L’idea è stata inizialmente portata avanti l’anno scorso dal ministro delle finanze di estrema destra di Israele, Bezalel Smotrich, che lui stesso vive in un accordo israeliano illegale e ricopre una posizione all’interno del Ministero della Difesa di Israele, dove sovrintende all’amministrazione della Cisgiordania e dei suoi accordi.
La Cisgiordania, insieme alla Striscia di Gaza e alla Gerusalemme est, è sotto l’occupazione israeliana dal 1967. Da allora, gli insediamenti israeliani si sono ampliati, nonostante siano illegali ai sensi del diritto internazionale e, nel caso degli avamposti di insediamento, la legge israeliana.
I leader palestinesi vogliono tutti e tre i territori per uno stato futuro. Circa 3 milioni di palestinesi e oltre 500.000 coloni israeliani attualmente risiedono in Cisgiordania.
L’annessione della Cisgiordania potrebbe rendere impossibile creare uno stato palestinese praticabile, che è visto a livello internazionale come il modo più realistico per risolvere il conflitto israelo-palestinese.
L’anno scorso, il Parlamento israeliano ha approvato una simile mozione simbolica che dichiarava opposizione all’istituzione di uno stato palestinese.
Hussein Al-Sheikh, vice presidente dell’autorità palestinese Mahmoud Abbas, ha affermato che la mozione è stata “un assalto diretto ai diritti del popolo palestinese”, che “mina le prospettive di pace, stabilità e soluzione a due stati”.

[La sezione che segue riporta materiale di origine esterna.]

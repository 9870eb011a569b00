//! At most one restart in flight per node

use chrono::Utc;
use std::sync::{Arc, Barrier};
use std::thread;
use std::time::Duration;
use tempfile::TempDir;

use node_watcher::diagnostics::DiagnosticsStore;
use node_watcher::messaging::Notice;
use node_watcher::models::node::NodeIdentity;
use node_watcher::models::restart::{RestartReason, RestartRequest};
use node_watcher::watcher::{RestartBoard, RestartOrchestrator, RestartOutcome};

use super::helpers::*;

fn orchestrator(
    tmp: &TempDir,
    runtime: Arc<FakeRuntime>,
    notifier: Arc<RecordingNotifier>,
) -> (Arc<RestartOrchestrator>, Arc<RestartBoard>) {
    let nodes = [NodeIdentity::new("a", None), NodeIdentity::new("b", None)];
    let board = Arc::new(RestartBoard::new(nodes.iter()));
    let orchestrator = RestartOrchestrator::new(
        runtime,
        notifier,
        DiagnosticsStore::new(tmp.path().join("restart_logs"), tmp.path().join("watcher.log")),
        Arc::clone(&board),
        100,
        Utc::now(),
    );
    (Arc::new(orchestrator), board)
}

fn request(node: &str, reason: RestartReason) -> RestartRequest {
    RestartRequest::new(NodeIdentity::new(node, None), reason, "test trigger", Utc::now())
}

#[test]
fn test_simultaneous_triggers_actuate_once() {
    let tmp = TempDir::new().unwrap();
    let runtime = Arc::new(FakeRuntime::with_restart_delay(&["a", "b"], Duration::from_millis(300)));
    let notifier = Arc::new(RecordingNotifier::default());
    let (orchestrator, board) = orchestrator(&tmp, runtime.clone(), notifier.clone());

    let barrier = Arc::new(Barrier::new(2));
    let triggers: Vec<_> = [RestartReason::LogCritical, RestartReason::LagMajor]
        .into_iter()
        .map(|reason| {
            let orchestrator = Arc::clone(&orchestrator);
            let barrier = Arc::clone(&barrier);
            thread::spawn(move || {
                barrier.wait();
                orchestrator.handle(request("a", reason))
            })
        })
        .collect();
    let outcomes: Vec<RestartOutcome> = triggers.into_iter().map(|t| t.join().unwrap()).collect();

    assert_eq!(runtime.restarts(), vec!["a".to_string()]);
    assert!(outcomes.contains(&RestartOutcome::Restarted));
    assert!(outcomes.contains(&RestartOutcome::InFlight));
    assert_eq!(board.marks("a").restarts, 1);
    assert_eq!(notifier.count(|n| matches!(n, Notice::Restarted { .. })), 1);
}

#[test]
fn test_different_nodes_restart_concurrently() {
    let tmp = TempDir::new().unwrap();
    let runtime = Arc::new(FakeRuntime::with_restart_delay(&["a", "b"], Duration::from_millis(200)));
    let notifier = Arc::new(RecordingNotifier::default());
    let (orchestrator, _board) = orchestrator(&tmp, runtime.clone(), notifier);

    let first = orchestrator.submit(request("a", RestartReason::TxTimeout)).unwrap();
    let second = orchestrator.submit(request("b", RestartReason::TxTimeout)).unwrap();
    assert_eq!(first.join().unwrap(), RestartOutcome::Restarted);
    assert_eq!(second.join().unwrap(), RestartOutcome::Restarted);

    let mut restarted = runtime.restarts();
    restarted.sort();
    assert_eq!(restarted, vec!["a".to_string(), "b".to_string()]);
}

#[test]
fn test_slot_released_after_failure() {
    let tmp = TempDir::new().unwrap();
    let runtime = Arc::new(FakeRuntime::new(&["a", "b"]));
    runtime.fail_restarts(true);
    let notifier = Arc::new(RecordingNotifier::default());
    let (orchestrator, board) = orchestrator(&tmp, runtime.clone(), notifier.clone());

    let outcome = orchestrator.handle(request("a", RestartReason::LogCritical));
    assert!(matches!(outcome, RestartOutcome::Failed(_)));
    assert_eq!(board.marks("a").failures, 1);
    assert_eq!(notifier.count(|n| matches!(n, Notice::RestartFailed { .. })), 1);

    // No automatic retry; the next request is accepted.
    assert_eq!(runtime.restarts().len(), 1);
    runtime.fail_restarts(false);
    assert_eq!(
        orchestrator.handle(request("a", RestartReason::LogCritical)),
        RestartOutcome::Restarted
    );
}

#[test]
fn test_snapshot_and_journal_written_before_restart() {
    let tmp = TempDir::new().unwrap();
    let runtime = Arc::new(FakeRuntime::new(&["a", "b"]));
    let notifier = Arc::new(RecordingNotifier::default());
    let (orchestrator, _board) = orchestrator(&tmp, runtime, notifier);

    orchestrator.handle(request("b", RestartReason::Manual));

    let snapshots: Vec<_> = std::fs::read_dir(tmp.path().join("restart_logs"))
        .unwrap()
        .map(|e| e.unwrap().file_name().to_string_lossy().to_string())
        .collect();
    assert_eq!(snapshots.len(), 1);
    assert!(snapshots[0].starts_with("b_manual_"));
    let snapshot = std::fs::read_to_string(tmp.path().join("restart_logs").join(&snapshots[0])).unwrap();
    assert_eq!(snapshot, "b last 100 lines\n");

    let journal = std::fs::read_to_string(tmp.path().join("watcher.log")).unwrap();
    assert!(journal.contains("| RESTART | b | MANUAL | test trigger"));
}
//! Pattern matching over a node's log stream.

use chrono::{DateTime, Utc};
use std::collections::VecDeque;
use std::sync::Arc;

use super::tx_watchdog::TxEvent;
use crate::config::LogRules;

/// What a single log line means to the watcher.
#[derive(Debug, Clone, PartialEq, Eq)]
pub enum LogSignal {
    /// Restart now, no grace period
    Critical { details: String },
    Tx(TxEvent),
}

/// Per-node scanner state. Owned by that node's scanner task.
pub struct LogScanner {
    rules: Arc<LogRules>,
    /// Timestamps of failures inside the current window, oldest first
    failures: VecDeque<DateTime<Utc>>,
    last_failure: Option<DateTime<Utc>>,
}

impl LogScanner {
    pub fn new(rules: Arc<LogRules>) -> Self {
        Self {
            rules,
            failures: VecDeque::new(),
            last_failure: None,
        }
    }

    /// Failures currently counted toward the threshold.
    pub fn pending_failures(&self) -> usize {
        self.failures.len()
    }

    /// Forget all counted failures.
    pub fn reset(&mut self) {
        self.failures.clear();
        self.last_failure = None;
    }

    /// Classify one line.
    ///
    /// Fatal patterns win over everything else. Completion is checked before
    /// submission since completion lines often carry the same hash.
    pub fn observe(&mut self, line: &str, now: DateTime<Utc>) -> Option<LogSignal> {
        let rules = Arc::clone(&self.rules);

        if let Some(pattern) = rules.fatal_patterns.iter().find(|p| p.is_match(line)) {
            self.reset();
            return Some(LogSignal::Critical {
                details: format!("fatal pattern `{}`: {}", pattern.as_str(), line.trim()),
            });
        }

        if let Some(hash) = capture_hash(&rules.tx_completed_pattern, line) {
            return Some(LogSignal::Tx(TxEvent::Completed { hash }));
        }
        if let Some(hash) = capture_hash(&rules.tx_submitted_pattern, line) {
            return Some(LogSignal::Tx(TxEvent::Submitted { hash }));
        }

        if rules.failure_pattern.is_match(line) {
            return self.count_failure(&rules, now);
        }

        if rules.success_pattern.is_match(line) {
            self.reset();
        }
        None
    }

    fn count_failure(&mut self, rules: &LogRules, now: DateTime<Utc>) -> Option<LogSignal> {
        if let Some(last) = self.last_failure {
            if exceeds(now, last, rules.quiet_period) {
                self.failures.clear();
            }
        }
        while let Some(&first) = self.failures.front() {
            if exceeds_strictly(now, first, rules.failure_window) {
                self.failures.pop_front();
            } else {
                break;
            }
        }
        self.failures.push_back(now);
        self.last_failure = Some(now);

        if self.failures.len() < rules.failure_threshold {
            return None;
        }
        let count = self.failures.len();
        let span = self
            .failures
            .front()
            .map(|first| (now - *first).num_seconds())
            .unwrap_or_default();
        self.reset();
        Some(LogSignal::Critical {
            details: format!(
                "{count} failures matching `{}` within {span}s",
                rules.failure_pattern.as_str()
            ),
        })
    }
}

/// First capture group that took part in the match. Alternations put the
/// hash in different groups.
fn capture_hash(pattern: &regex::Regex, line: &str) -> Option<String> {
    let caps = pattern.captures(line)?;
    caps.iter()
        .skip(1)
        .flatten()
        .next()
        .map(|m| m.as_str().to_lowercase())
}

fn elapsed(now: DateTime<Utc>, since: DateTime<Utc>) -> std::time::Duration {
    (now - since).to_std().unwrap_or_default()
}

fn exceeds(now: DateTime<Utc>, since: DateTime<Utc>, limit: std::time::Duration) -> bool {
    !limit.is_zero() && elapsed(now, since) >= limit
}

fn exceeds_strictly(now: DateTime<Utc>, since: DateTime<Utc>, limit: std::time::Duration) -> bool {
    elapsed(now, since) > limit
}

“Queste azioni unilaterali israeliane violano palesemente il diritto internazionale e il consenso internazionale in corso riguardo allo status dei territori palestinesi, tra cui la Cisgiordania”, ha scritto in un post su X.

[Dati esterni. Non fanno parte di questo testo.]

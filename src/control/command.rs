//! Operator command grammar.

use crate::models::constants::command_logs;

use super::CommandError;

#[derive(Debug, Clone, PartialEq, Eq)]
pub enum Command {
    Help,
    Status,
    Stagnation(bool),
    /// Threshold in minutes, already known to be positive
    StagnationTimer(u64),
    Restart(String),
    Logs { node: String, lines: usize },
}

const STAGNATION_USAGE: &str = "Usage: /stagnation on|off";
const TIMER_USAGE: &str = "Usage: /stagnation_timer <minutes>";
const RESTART_USAGE: &str = "Usage: /restart <node>";
const LOGS_USAGE: &str = "Usage: /logs <node> [lines]";

/// Parse a message such as `/stagnation_timer@watcher_bot 60`.
pub fn parse(text: &str) -> Result<Command, CommandError> {
    let mut words = text.split_whitespace();
    let head = words.next().unwrap_or_default();
    let name = head.strip_prefix('/').unwrap_or(head);
    let name = name.split('@').next().unwrap_or(name).to_ascii_lowercase();
    let args: Vec<&str> = words.collect();

    match name.as_str() {
        "help" | "start" => Ok(Command::Help),
        "status" => Ok(Command::Status),
        "stagnation" => match args.as_slice() {
            [flag] if flag.eq_ignore_ascii_case("on") => Ok(Command::Stagnation(true)),
            [flag] if flag.eq_ignore_ascii_case("off") => Ok(Command::Stagnation(false)),
            _ => Err(CommandError::Usage(STAGNATION_USAGE)),
        },
        "stagnation_timer" => match args.as_slice() {
            [minutes] => parse_minutes(minutes).map(Command::StagnationTimer),
            _ => Err(CommandError::Usage(TIMER_USAGE)),
        },
        "restart" => match args.as_slice() {
            [node] => Ok(Command::Restart(node.to_string())),
            _ => Err(CommandError::Usage(RESTART_USAGE)),
        },
        "logs" => match args.as_slice() {
            [node] => Ok(Command::Logs {
                node: node.to_string(),
                lines: command_logs::DEFAULT_LINES,
            }),
            [node, lines] => {
                let lines = lines
                    .parse::<usize>()
                    .ok()
                    .filter(|n| *n > 0)
                    .ok_or(CommandError::Usage(LOGS_USAGE))?;
                Ok(Command::Logs {
                    node: node.to_string(),
                    lines: lines.min(command_logs::MAX_LINES),
                })
            }
            _ => Err(CommandError::Usage(LOGS_USAGE)),
        },
        _ => Err(CommandError::Unknown(head.to_string())),
    }
}

fn parse_minutes(raw: &str) -> Result<u64, CommandError> {
    match raw.parse::<i64>() {
        Ok(minutes) if minutes > 0 => Ok(minutes.unsigned_abs()),
        _ => Err(CommandError::InvalidMinutes(raw.to_string())),
    }
}
//! Shared fakes and fixtures for integration tests

use anyhow::{bail, Result};
use chrono::Utc;
use std::collections::{HashMap, HashSet};
use std::sync::atomic::{AtomicBool, Ordering};
use std::sync::mpsc::{self, Receiver, Sender};
use std::sync::{Arc, Mutex};
use std::thread;
use std::time::{Duration, Instant};
use tempfile::TempDir;

use node_watcher::config::{ConfigFile, Secrets, WatcherConfig};
use node_watcher::messaging::{CommandSource, Notice, Notifier};
use node_watcher::models::node::{NodeIdentity, NodeObservation, StatePair};
use node_watcher::runtime::{ContainerRuntime, LogLines, NodeStatus};

/// In-memory container runtime.
///
/// States are set per node; log lines are pushed with [`FakeRuntime::emit`];
/// restarts are recorded and can be slowed down or made to fail.
pub struct FakeRuntime {
    states: Mutex<HashMap<String, StatePair>>,
    stopped: Mutex<HashSet<String>>,
    log_tx: Mutex<HashMap<String, Sender<String>>>,
    log_rx: Mutex<HashMap<String, Receiver<String>>>,
    restarts: Mutex<Vec<String>>,
    restart_delay: Duration,
    fail_restarts: AtomicBool,
}

impl FakeRuntime {
    pub fn new(nodes: &[&str]) -> Self {
        Self::with_restart_delay(nodes, Duration::ZERO)
    }

    pub fn with_restart_delay(nodes: &[&str], restart_delay: Duration) -> Self {
        let mut log_tx = HashMap::new();
        let mut log_rx = HashMap::new();
        for node in nodes {
            let (tx, rx) = mpsc::channel();
            log_tx.insert(node.to_string(), tx);
            log_rx.insert(node.to_string(), rx);
        }
        Self {
            states: Mutex::new(HashMap::new()),
            stopped: Mutex::new(HashSet::new()),
            log_tx: Mutex::new(log_tx),
            log_rx: Mutex::new(log_rx),
            restarts: Mutex::new(Vec::new()),
            restart_delay,
            fail_restarts: AtomicBool::new(false),
        }
    }

    pub fn set_state(&self, node: &str, session: u64, state: u64) {
        self.states
            .lock()
            .unwrap()
            .insert(node.to_string(), StatePair::new(session, state));
    }

    /// Report the node as an exited container until it is restarted.
    pub fn stop(&self, node: &str) {
        self.stopped.lock().unwrap().insert(node.to_string());
    }

    pub fn emit(&self, node: &str, line: &str) {
        let senders = self.log_tx.lock().unwrap();
        senders[node].send(line.to_string()).unwrap();
    }

    pub fn fail_restarts(&self, fail: bool) {
        self.fail_restarts.store(fail, Ordering::SeqCst);
    }

    pub fn restarts(&self) -> Vec<String> {
        self.restarts.lock().unwrap().clone()
    }
}

impl ContainerRuntime for FakeRuntime {
    fn get_state(&self, node: &NodeIdentity, _: Duration) -> Result<NodeStatus> {
        if self.stopped.lock().unwrap().contains(&node.name) {
            return Ok(NodeStatus::Stopped("exited".to_string()));
        }
        let pair = self.states.lock().unwrap().get(&node.name).copied();
        Ok(NodeStatus::Running(
            pair.map(|pair| NodeObservation::new(node.clone(), pair, Utc::now())),
        ))
    }

    fn tail_logs(&self, node: &NodeIdentity) -> Result<LogLines> {
        match self.log_rx.lock().unwrap().remove(&node.name) {
            Some(rx) => Ok(Box::new(rx.into_iter())),
            None => bail!("logs already followed for {}", node.name),
        }
    }

    fn restart(&self, node: &NodeIdentity) -> Result<()> {
        thread::sleep(self.restart_delay);
        self.restarts.lock().unwrap().push(node.name.clone());
        if self.fail_restarts.load(Ordering::SeqCst) {
            bail!("container {} is gone", node.name);
        }
        self.stopped.lock().unwrap().remove(&node.name);
        Ok(())
    }

    fn snapshot_logs(&self, node: &NodeIdentity, lines: usize) -> Result<String> {
        Ok(format!("{} last {} lines\n", node.name, lines))
    }
}

#[derive(Default)]
pub struct RecordingNotifier {
    sent: Mutex<Vec<Notice>>,
}

impl RecordingNotifier {
    pub fn notices(&self) -> Vec<Notice> {
        self.sent.lock().unwrap().clone()
    }

    pub fn count(&self, matches: impl Fn(&Notice) -> bool) -> usize {
        self.sent.lock().unwrap().iter().filter(|n| matches(n)).count()
    }
}

impl Notifier for RecordingNotifier {
    fn send(&self, notice: &Notice) {
        self.sent.lock().unwrap().push(notice.clone());
    }
}

/// Command source fed from a channel.
pub struct ChannelCommands(pub Receiver<String>);

impl CommandSource for ChannelCommands {
    fn poll_commands(&mut self) -> Result<Vec<String>> {
        match self.0.recv_timeout(Duration::from_millis(50)) {
            Ok(text) => Ok(vec![text]),
            Err(_) => Ok(Vec::new()),
        }
    }
}

/// Validated config for `nodes` with diagnostics under `tmp`, no warm-up,
/// and one-second polling. `tweak` adjusts the file before validation.
pub fn config_in(
    tmp: &TempDir,
    nodes: &[&str],
    tweak: impl FnOnce(&mut ConfigFile),
) -> WatcherConfig {
    let mut file = ConfigFile {
        containers: nodes.iter().map(|s| s.to_string()).collect(),
        check_interval_seconds: 1,
        warmup_seconds: 0,
        log_dir: tmp.path().join("restart_logs"),
        event_log: tmp.path().join("watcher.log"),
        state_file: tmp.path().join("state_data").join("watcher_state.json"),
        ..Default::default()
    };
    tweak(&mut file);
    WatcherConfig::from_file(file, Secrets::default()).unwrap()
}

/// Poll `condition` until it holds or `timeout` passes.
pub fn wait_until(timeout: Duration, condition: impl Fn() -> bool) -> bool {
    let deadline = Instant::now() + timeout;
    while Instant::now() < deadline {
        if condition() {
            return true;
        }
        thread::sleep(Duration::from_millis(20));
    }
    condition()
}

pub fn shutdown_flag() -> Arc<AtomicBool> {
    Arc::new(AtomicBool::new(false))
}
//! In-memory map of node name to its latest observation.

use std::collections::BTreeMap;

use crate::models::node::NodeObservation;

/// Latest observation per node for the current cycle.
///
/// A node with no observation this cycle has no entry; it is excluded from
/// the majority rather than counted as voting for anything.
#[derive(Debug, Default)]
pub struct FleetState {
    observations: BTreeMap<String, NodeObservation>,
}

impl FleetState {
    pub fn new() -> Self {
        Self::default()
    }

    /// Replace whatever was known about the node.
    pub fn record(&mut self, observation: NodeObservation) {
        self.observations
            .insert(observation.identity.name.clone(), observation);
    }

    /// Forget the node for this cycle.
    pub fn clear(&mut self, node: &str) {
        self.observations.remove(node);
    }

    pub fn get(&self, node: &str) -> Option<&NodeObservation> {
        self.observations.get(node)
    }

    pub fn observations(&self) -> impl Iterator<Item = &NodeObservation> {
        self.observations.values()
    }

    pub fn len(&self) -> usize {
        self.observations.len()
    }

    pub fn is_empty(&self) -> bool {
        self.observations.is_empty()
    }
}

Il Ministero degli Affari esteri e degli espatriati palestinesi ha dichiarato in una dichiarazione che rifiuta fortemente qualsiasi mozione per l’annessione.
Il ministero ha sottolineato che le “misure coloniali” rafforzano un sistema di apartheid in Cisgiordania e riflettono un “palese disprezzo” per molte risoluzioni delle Nazioni Unite e il parere consultivo della Corte internazionale di giustizia (ICJ), che è stato emesso nel luglio 2024.
La dichiarazione, portata dall’agenzia di stampa WAFA palestinese ufficiale, ha anche avvertito che tali azioni minano deliberatamente le prospettive di attuare una soluzione a due stati.
Il ministero ha aggiunto che mentre l’espansione degli insediamenti continua, l’annessione di fatto si sta già verificando quotidianamente.
Seguendo la guerra mortale di Israele a Gaza, le forze israeliane hanno intensificato attacchi alle città e ai villaggi palestinesi nella Cisgiordania occupata, sfollando migliaia di palestinesi e uccidendo centinaia. I coloni, spesso sostenuti da soldati israeliani, hanno anche intensificato assalti sui palestinesi, sulla loro terra e sulla proprietà.